La loi anti-gaspillage pour une économie circulaire (AGEC) prévoit la généralisation du tri à la source, de la collecte séparée et de la valorisation des biodéchets d’ici fin 2023. Mais les collectivités sont-elles passées à l’acte ? Natura Sciences fait le point.
Le compte à rebours est lancé. Dans trois mois et demi, au 31 décembre 2023, toutes les collectivités locales devront avoir déployé un système de tri à la source des biodéchets pour leurs concitoyens si elles veulent respecter la loi. Cette obligation provient de la loi anti-gaspillage pour une économie circulaire (AGEC) qui prévoit la généralisation du tri à la source des biodéchets pour l’ensemble des ménages et des professionnels à cet horizon.
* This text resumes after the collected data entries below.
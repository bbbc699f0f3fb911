use super::{checked_total, StrategyKind, Weighted};
use crate::error::Result;

/// Linear-scan strategy.
///
/// Keeps the weights in slot order and accumulates them on every lookup.
/// Cheapest to build and to shrink; best for small populations.
#[derive(Debug, Clone, Default)]
pub struct WeightedArray {
    initial: Vec<u64>,
    initial_total: u64,
    weights: Vec<u64>,
    total: u64,
}

impl WeightedArray {
    /// An empty strategy; call `initialize` before sampling.
    pub fn new() -> Self {
        Self::default()
    }
}

impl Weighted for WeightedArray {
    fn kind(&self) -> StrategyKind {
        StrategyKind::Array
    }

    fn initialize(&mut self, weights: &[u64]) -> Result<()> {
        let total = checked_total(weights)?;
        self.initial.clear();
        self.initial.extend_from_slice(weights);
        self.initial_total = total;
        self.reset();
        Ok(())
    }

    fn len(&self) -> usize {
        self.weights.len()
    }

    fn total_weight(&self) -> u64 {
        self.total
    }

    #[inline]
    fn sample(&self, value: u64) -> Option<usize> {
        if value >= self.total {
            return None;
        }
        // The running sum stays below `total`, which fits in a u64.
        let mut upper = 0u64;
        for (slot, &weight) in self.weights.iter().enumerate() {
            upper += weight;
            if value < upper {
                return Some(slot);
            }
        }
        None
    }

    fn swap_remove(&mut self, slot: usize) -> u64 {
        let removed = self.weights.swap_remove(slot);
        self.total -= removed;
        removed
    }

    fn reset(&mut self) {
        self.weights.clone_from(&self.initial);
        self.total = self.initial_total;
    }
}

#[cfg(test)]
mod tests {
    use super::*;

    #[test]
    fn scans_in_slot_order() {
        let mut s = WeightedArray::new();
        s.initialize(&[2, 0, 1]).expect("init");
        assert_eq!(s.sample(0), Some(0));
        assert_eq!(s.sample(1), Some(0));
        assert_eq!(s.sample(2), Some(2));
        assert_eq!(s.sample(3), None);
    }

    #[test]
    fn swap_remove_moves_last_slot_forward() {
        let mut s = WeightedArray::new();
        s.initialize(&[2, 3, 5]).expect("init");
        assert_eq!(s.swap_remove(0), 2);
        // Slot 0 now holds the weight that used to be last.
        assert_eq!(s.total_weight(), 8);
        assert_eq!(s.sample(4), Some(0));
        assert_eq!(s.sample(5), Some(1));
    }
}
Le défi concerne avant tout les déchets alimentaires, les systèmes de collecte dédiés ou d’apports en déchèterie pour les déchets verts étant plus souvent répandus dans de nombreux territoires, notamment ruraux.
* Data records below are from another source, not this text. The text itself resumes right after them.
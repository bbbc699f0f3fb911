//! With-replacement weighted lookup strategies.
//!
//! Every strategy answers one question: given a value `v` in `[0, total)`,
//! which slot `i` satisfies
//!
//! \[
//! \sum_{j < i} w_j \le v < \sum_{j \le i} w_j
//! \]
//!
//! Zero-weight slots own an empty interval, so they are never returned while
//! still occupying a position. Because the interval is defined over slot order,
//! all strategies return the same slot for the same value; they only differ in
//! cost:
//!
//! | strategy | lookup | removal | memory |
//! |---|---|---|---|
//! | [`WeightedArray`] | O(n) | O(1) | O(n) |
//! | [`WeightedHeap`] | O(log n) | O(log n) | O(n) |
//! | [`WeightedUniform`] | O(1) | O(total) | O(total) |
//!
//! [`WeightedBest`] measures the candidates against the real weights once and
//! delegates to the fastest.
//!
//! Besides lookups, strategies keep a *live range* that the without-replacement
//! composer shrinks with [`Weighted::swap_remove`]: the last live slot moves
//! into the removed one, mirroring [`Vec::swap_remove`]. [`Weighted::reset`]
//! restores the weights passed to the last `initialize`.

use rand::Rng;

use crate::error::{Result, SamplerError};

mod array;
mod best;
mod heap;
mod uniform;

pub use array::WeightedArray;
pub use best::{BestConfig, InstantTimer, Timer, WeightedBest};
pub use heap::WeightedHeap;
pub use uniform::{WeightedUniform, DEFAULT_UNIFORM_MAX_WEIGHT};

/// Identifies a strategy implementation.
#[derive(Debug, Clone, Copy, PartialEq, Eq, Hash)]
pub enum StrategyKind {
    Array,
    Heap,
    Uniform,
    Best,
}

/// A weighted lookup over a fixed list of integer weights.
pub trait Weighted {
    /// Which implementation this is.
    fn kind(&self) -> StrategyKind;

    /// Replace all state with `weights`.
    ///
    /// # Errors
    ///
    /// [`SamplerError::Overflow`] if the weights do not sum into a `u64`, or a
    /// strategy-specific error if the strategy cannot represent them.
    fn initialize(&mut self, weights: &[u64]) -> Result<()>;

    /// Number of live slots.
    fn len(&self) -> usize;

    /// Whether there are no live slots.
    fn is_empty(&self) -> bool {
        self.len() == 0
    }

    /// Sum of the live weights.
    fn total_weight(&self) -> u64;

    /// Map `value` to the slot whose cumulative interval contains it.
    ///
    /// Returns `None` when `value >= total_weight()`.
    fn sample(&self, value: u64) -> Option<usize>;

    /// Remove `slot` from the live range, moving the last live slot into its
    /// place. Returns the removed weight.
    ///
    /// # Panics
    ///
    /// Panics if `slot >= len()`.
    fn swap_remove(&mut self, slot: usize) -> u64;

    /// Undo every `swap_remove` since the last `initialize`.
    fn reset(&mut self);

    /// A single with-replacement draw over the live weights.
    ///
    /// Returns `None` when the live total weight is zero.
    fn draw<R: Rng + ?Sized>(&self, rng: &mut R) -> Option<usize> {
        let total = self.total_weight();
        if total == 0 {
            return None;
        }
        self.sample(rng.random_range(0..total))
    }
}

/// Sum `weights`, reporting overflow instead of wrapping.
pub fn checked_total(weights: &[u64]) -> Result<u64> {
    weights.iter().try_fold(0u64, |total, &weight| {
        total.checked_add(weight).ok_or(SamplerError::Overflow)
    })
}

/// The closed set of strategies, usable wherever a single concrete
/// [`Weighted`] type is needed (e.g. as `WeightedBest` candidates).
#[derive(Debug)]
pub enum Strategy {
    Array(WeightedArray),
    Heap(WeightedHeap),
    Uniform(WeightedUniform),
    Best(Box<WeightedBest>),
}

macro_rules! dispatch {
    ($strategy:expr, $inner:ident => $body:expr) => {
        match $strategy {
            Strategy::Array($inner) => $body,
            Strategy::Heap($inner) => $body,
            Strategy::Uniform($inner) => $body,
            Strategy::Best($inner) => $body,
        }
    };
}

impl Weighted for Strategy {
    fn kind(&self) -> StrategyKind {
        dispatch!(self, s => s.kind())
    }

    fn initialize(&mut self, weights: &[u64]) -> Result<()> {
        dispatch!(self, s => s.initialize(weights))
    }

    fn len(&self) -> usize {
        dispatch!(self, s => s.len())
    }

    fn total_weight(&self) -> u64 {
        dispatch!(self, s => s.total_weight())
    }

    fn sample(&self, value: u64) -> Option<usize> {
        dispatch!(self, s => s.sample(value))
    }

    fn swap_remove(&mut self, slot: usize) -> u64 {
        dispatch!(self, s => s.swap_remove(slot))
    }

    fn reset(&mut self) {
        dispatch!(self, s => s.reset())
    }
}

impl From<WeightedArray> for Strategy {
    fn from(s: WeightedArray) -> Self {
        Strategy::Array(s)
    }
}

impl From<WeightedHeap> for Strategy {
    fn from(s: WeightedHeap) -> Self {
        Strategy::Heap(s)
    }
}

impl From<WeightedUniform> for Strategy {
    fn from(s: WeightedUniform) -> Self {
        Strategy::Uniform(s)
    }
}

impl From<WeightedBest> for Strategy {
    fn from(s: WeightedBest) -> Self {
        Strategy::Best(Box::new(s))
    }
}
Les collectivités restent libres de déployer la méthode de collecte des biodéchets alimentaires de leur choix en vue de les valoriser en compost ou en biogaz. Elles peuvent ainsi choisir une collecte séparée en porte-à-porte ou point d’apport volontaire. Elles peuvent aussi préférer une gestion de proximité. Cela peut se faire en composteur individuel, en composteur partagé au sein d’un immeuble ou collectif au niveau du quartier. Cette obligation sera-t-elle respectée par les collectivités locales fin 2023 ? Dur à dire, car la loi Agec ne donne aucun objectif de collecte ni de seuils de population à couvrir. On fait le point.
Où en est-on de la collecte des biodéchets alimentaires par les collectivités ?
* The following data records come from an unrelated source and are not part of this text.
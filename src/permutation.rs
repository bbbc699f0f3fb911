//! Uniform permutations, drawn lazily.
//!
//! [`UniformPermutation`] hands out the indices of `[0, n)` one at a time in
//! uniformly random order, never repeating one until it is reset. It runs a
//! Fisher–Yates shuffle over a *virtual* identity array: only positions whose
//! content has been displaced are stored, so drawing `k` indices costs
//! O(k) time and memory regardless of `n`.

use std::collections::HashMap;

use rand::Rng;

use crate::error::{Result, SamplerError};

/// Lazily shuffled permutation of `[0, len)`.
#[derive(Debug, Clone, Default)]
pub struct UniformPermutation {
    len: usize,
    drawn: usize,
    displaced: HashMap<usize, usize>,
}

impl UniformPermutation {
    /// A permutation of `[0, len)`.
    pub fn new(len: usize) -> Self {
        Self {
            len,
            drawn: 0,
            displaced: HashMap::new(),
        }
    }

    /// Start over with a permutation of `[0, len)`.
    pub fn initialize(&mut self, len: usize) {
        self.len = len;
        self.reset();
    }

    /// Start over with the same population.
    pub fn reset(&mut self) {
        self.drawn = 0;
        self.displaced.clear();
    }

    /// Size of the population.
    pub fn len(&self) -> usize {
        self.len
    }

    /// Whether the population has no indices at all.
    pub fn is_empty(&self) -> bool {
        self.len == 0
    }

    /// Indices not yet returned.
    pub fn remaining(&self) -> usize {
        self.len - self.drawn
    }

    /// Next index, uniform among those not yet returned.
    ///
    /// Returns `None` once all `len` indices have been produced.
    pub fn next<R: Rng + ?Sized>(&mut self, rng: &mut R) -> Option<usize> {
        if self.drawn >= self.len {
            return None;
        }
        let pick = rng.random_range(self.drawn..self.len);
        let value = self.at(pick);
        // Position `drawn` leaves the live range; its content takes the
        // picked position.
        let head = self.at(self.drawn);
        self.displaced.insert(pick, head);
        self.displaced.remove(&self.drawn);
        self.drawn += 1;
        Some(value)
    }

    /// Draw `count` distinct indices at once.
    ///
    /// # Errors
    ///
    /// [`SamplerError::OutOfRange`] if fewer than `count` indices remain; no
    /// index is consumed in that case.
    pub fn sample<R: Rng + ?Sized>(&mut self, count: usize, rng: &mut R) -> Result<Vec<usize>> {
        if count > self.remaining() {
            return Err(SamplerError::OutOfRange {
                requested: count,
                population: self.remaining(),
            });
        }
        let mut out = Vec::with_capacity(count);
        while out.len() < count {
            match self.next(rng) {
                Some(index) => out.push(index),
                None => break,
            }
        }
        Ok(out)
    }

    fn at(&self, position: usize) -> usize {
        self.displaced.get(&position).copied().unwrap_or(position)
    }
}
En apparence, les collectivités locales semblent avoir préparé les choses. « Sur les 1200 collectivités locales ayant la compétence collecte des déchets, une centaine sont engagées dans la collecte séparée des biodéchets alimentaires et plus de 800 se déclarent être actives sur la gestion de proximité », partage Muriel Bruschet, référente nationale de l’Ademe sur les biodéchets. Ainsi trois quarts de ces collectivités locales s’intéresseraient au sujet.
Pourtant, selon la dernière synthèse de l’ADEME d’octobre 2022, la collecte séparée des biodéchets alimentaires provenant des ménages ou des producteurs assimilés couvrait 6,3% de la population française. Dans plus de 90% des cas, il s’agit de collecte en porte-à-porte. L’Ademe souligne toutefois un développement récent de collecte en apport volontaire et des collectivités combinant les deux modes de collecte.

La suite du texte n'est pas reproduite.